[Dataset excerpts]
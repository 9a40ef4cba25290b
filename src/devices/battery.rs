use std::sync::Arc;

use crate::devices::types::{Capabilities, InterdependentModel, RunContext, TickContext, slot_count};
use crate::ea::{DecodedSolutionWrapper, EncodedVariableInformation, VariableEncoding};
use crate::error::DeviceError;
use crate::profile::Commodity;
use crate::sim::state::LimitedCommodityStateMap;

/// Fixed parameters of a home battery.
#[derive(Debug, Clone, PartialEq)]
pub struct BatteryParams {
    /// Usable capacity (Wh, > 0).
    pub capacity_wh: f64,
    /// Maximum charge power (W, positive).
    pub max_charge_w: f64,
    /// Maximum discharge power (W, positive).
    pub max_discharge_w: f64,
    /// Charging efficiency (0..1.0).
    pub eta_c: f64,
    /// Discharging efficiency (0..1.0).
    pub eta_d: f64,
    /// Length of one command slot (s).
    pub slot_secs: i64,
    /// Cervisia per kWh moved through the battery, for wear.
    pub cervisia_per_kwh: f64,
}

impl Default for BatteryParams {
    fn default() -> Self {
        Self {
            capacity_wh: 10_000.0,
            max_charge_w: 5000.0,
            max_discharge_w: 5000.0,
            eta_c: 0.95,
            eta_d: 0.95,
            slot_secs: 900,
            cervisia_per_kwh: 0.5,
        }
    }
}

/// Battery storage driven by one power command per slot.
///
/// Binary encoding spends two bits per slot: `01` charges at full power,
/// `10` discharges at full power, `00` and `11` idle. Real encoding spends
/// one setpoint per slot within `[-max_discharge_w, max_charge_w]`.
///
/// The state-of-charge update enforces power limits, SOC bounds and
/// efficiency losses.
///
/// # Power Flow Convention
/// - Positive power: charging (load)
/// - Negative power: discharging (generation)
#[derive(Debug, Clone)]
pub struct Battery {
    master: Arc<BatteryParams>,
    observed_soc: f64,
    soc: f64,
    reference_time: i64,
    setpoints: Vec<f64>,
}

impl Battery {
    /// # Panics
    ///
    /// Panics if capacity is zero/negative, SOC out of range, or efficiencies invalid.
    pub fn new(params: BatteryParams, soc: f64) -> Self {
        assert!(params.capacity_wh > 0.0);
        assert!((0.0..=1.0).contains(&soc));
        assert!(params.max_charge_w >= 0.0 && params.max_discharge_w >= 0.0);
        assert!(params.eta_c > 0.0 && params.eta_c <= 1.0);
        assert!(params.eta_d > 0.0 && params.eta_d <= 1.0);
        assert!(params.slot_secs > 0);
        Self {
            master: Arc::new(params),
            observed_soc: soc,
            soc,
            reference_time: 0,
            setpoints: Vec::new(),
        }
    }

    pub fn soc(&self) -> f64 {
        self.soc
    }

    fn slots(&self, reference_time: i64, encoding_horizon: i64) -> usize {
        slot_count(reference_time, encoding_horizon, self.master.slot_secs)
    }

    fn decode_setpoints(&self, decoded: &DecodedSolutionWrapper, slots: usize) -> Result<Vec<f64>, DeviceError> {
        let m = &self.master;
        let setpoints: Vec<f64> = match decoded {
            DecodedSolutionWrapper::Booleans(bits) => bits
                .chunks(2)
                .map(|pair| match pair {
                    [false, true] => m.max_charge_w,
                    [true, false] => -m.max_discharge_w,
                    _ => 0.0,
                })
                .collect(),
            DecodedSolutionWrapper::Reals(v) => v.iter().map(|p| p.clamp(-m.max_discharge_w, m.max_charge_w)).collect(),
            DecodedSolutionWrapper::Integers(v) => v
                .iter()
                .map(|p| (*p as f64).clamp(-m.max_discharge_w, m.max_charge_w))
                .collect(),
        };
        if setpoints.len() != slots {
            return Err(DeviceError::DecodedLength {
                expected: slots,
                found: setpoints.len(),
            });
        }
        Ok(setpoints)
    }

    /// Applies `setpoint_w` for `dt_hours`, returning the actual power.
    fn apply(&mut self, setpoint_w: f64, dt_hours: f64) -> f64 {
        let m = &self.master;
        // Enforce power limits
        let cmd_w = if setpoint_w >= 0.0 {
            setpoint_w.min(m.max_charge_w)
        } else {
            setpoint_w.max(-m.max_discharge_w)
        };

        if cmd_w > 0.0 {
            // Charging, limited by free capacity
            let max_wh_this_step = (1.0 - self.soc) * m.capacity_wh / m.eta_c;
            let actual_w = cmd_w.min((max_wh_this_step / dt_hours).max(0.0));
            self.soc = (self.soc + actual_w * dt_hours * m.eta_c / m.capacity_wh).clamp(0.0, 1.0);
            actual_w
        } else if cmd_w < 0.0 {
            // Discharging, limited by stored energy
            let max_wh_this_step = self.soc * m.capacity_wh * m.eta_d;
            let actual_abs_w = (-cmd_w).min((max_wh_this_step / dt_hours).max(0.0));
            self.soc = (self.soc - actual_abs_w * dt_hours / (m.capacity_wh * m.eta_d)).clamp(0.0, 1.0);
            -actual_abs_w
        } else {
            0.0
        }
    }
}

impl Capabilities for Battery {
    fn produces(&self) -> &[Commodity] {
        &[Commodity::ActivePower]
    }

    fn causes_scheduling(&self) -> bool {
        true
    }

    fn device_type(&self) -> &'static str {
        "Battery"
    }
}

impl InterdependentModel for Battery {
    fn variable_information(
        &self,
        encoding: VariableEncoding,
        reference_time: i64,
        encoding_horizon: i64,
    ) -> EncodedVariableInformation {
        let slots = self.slots(reference_time, encoding_horizon);
        match encoding {
            VariableEncoding::Binary => EncodedVariableInformation::binary(2 * slots),
            VariableEncoding::Real => EncodedVariableInformation::real(
                vec![(-self.master.max_discharge_w, self.master.max_charge_w); slots],
                false,
            ),
        }
    }

    fn initialize(
        &mut self,
        run: &RunContext,
        decoded: Option<&DecodedSolutionWrapper>,
        outputs: &mut LimitedCommodityStateMap,
    ) -> Result<(), DeviceError> {
        self.soc = self.observed_soc;
        self.reference_time = run.reference_time;
        let slots = self.slots(run.reference_time, run.encoding_horizon);
        self.setpoints = match decoded {
            Some(d) => self.decode_setpoints(d, slots)?,
            None if slots == 0 => Vec::new(),
            None => return Err(DeviceError::MissingDecodedSolution),
        };
        outputs.set_power(Commodity::ActivePower, 0.0);
        Ok(())
    }

    fn step(&mut self, tick: &TickContext<'_>, outputs: &mut LimitedCommodityStateMap) -> Result<f64, DeviceError> {
        let offset = tick.time - self.reference_time;
        let setpoint = if offset < 0 {
            0.0
        } else {
            let slot = (offset / self.master.slot_secs) as usize;
            self.setpoints.get(slot).copied().unwrap_or(0.0)
        };
        let dt_hours = tick.dt_hours();
        let actual = self.apply(setpoint, dt_hours);
        if !self.soc.is_finite() {
            return Err(DeviceError::NonFinite("battery state of charge"));
        }
        outputs.set_power(Commodity::ActivePower, actual.round());
        Ok(actual.abs() * dt_hours / 1000.0 * self.master.cervisia_per_kwh)
    }
}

* _YOUR INSTRUCTIONS_: Every line above from the line with "else if cmd_w" to the line with "self.reference_time = run.reference_time;", both included, must be reproduced exactly, and no other line may appear.

* _SOLVED PROBLEM_:
        } else if cmd_w < 0.0 {
            // Discharging, limited by stored energy
            let max_wh_this_step = self.soc * m.capacity_wh * m.eta_d;
            let actual_abs_w = (-cmd_w).min((max_wh_this_step / dt_hours).max(0.0));
            self.soc = (self.soc - actual_abs_w * dt_hours / (m.capacity_wh * m.eta_d)).clamp(0.0, 1.0);
            -actual_abs_w
        } else {
            0.0
        }
    }
}

impl Capabilities for Battery {
    fn produces(&self) -> &[Commodity] {
        &[Commodity::ActivePower]
    }

    fn causes_scheduling(&self) -> bool {
        true
    }

    fn device_type(&self) -> &'static str {
        "Battery"
    }
}

impl InterdependentModel for Battery {
    fn variable_information(
        &self,
        encoding: VariableEncoding,
        reference_time: i64,
        encoding_horizon: i64,
    ) -> EncodedVariableInformation {
        let slots = self.slots(reference_time, encoding_horizon);
        match encoding {
            VariableEncoding::Binary => EncodedVariableInformation::binary(2 * slots),
            VariableEncoding::Real => EncodedVariableInformation::real(
                vec![(-self.master.max_discharge_w, self.master.max_charge_w); slots],
                false,
            ),
        }
    }

    fn initialize(
        &mut self,
        run: &RunContext,
        decoded: Option<&DecodedSolutionWrapper>,
        outputs: &mut LimitedCommodityStateMap,
    ) -> Result<(), DeviceError> {
        self.soc = self.observed_soc;
        self.reference_time = run.reference_time;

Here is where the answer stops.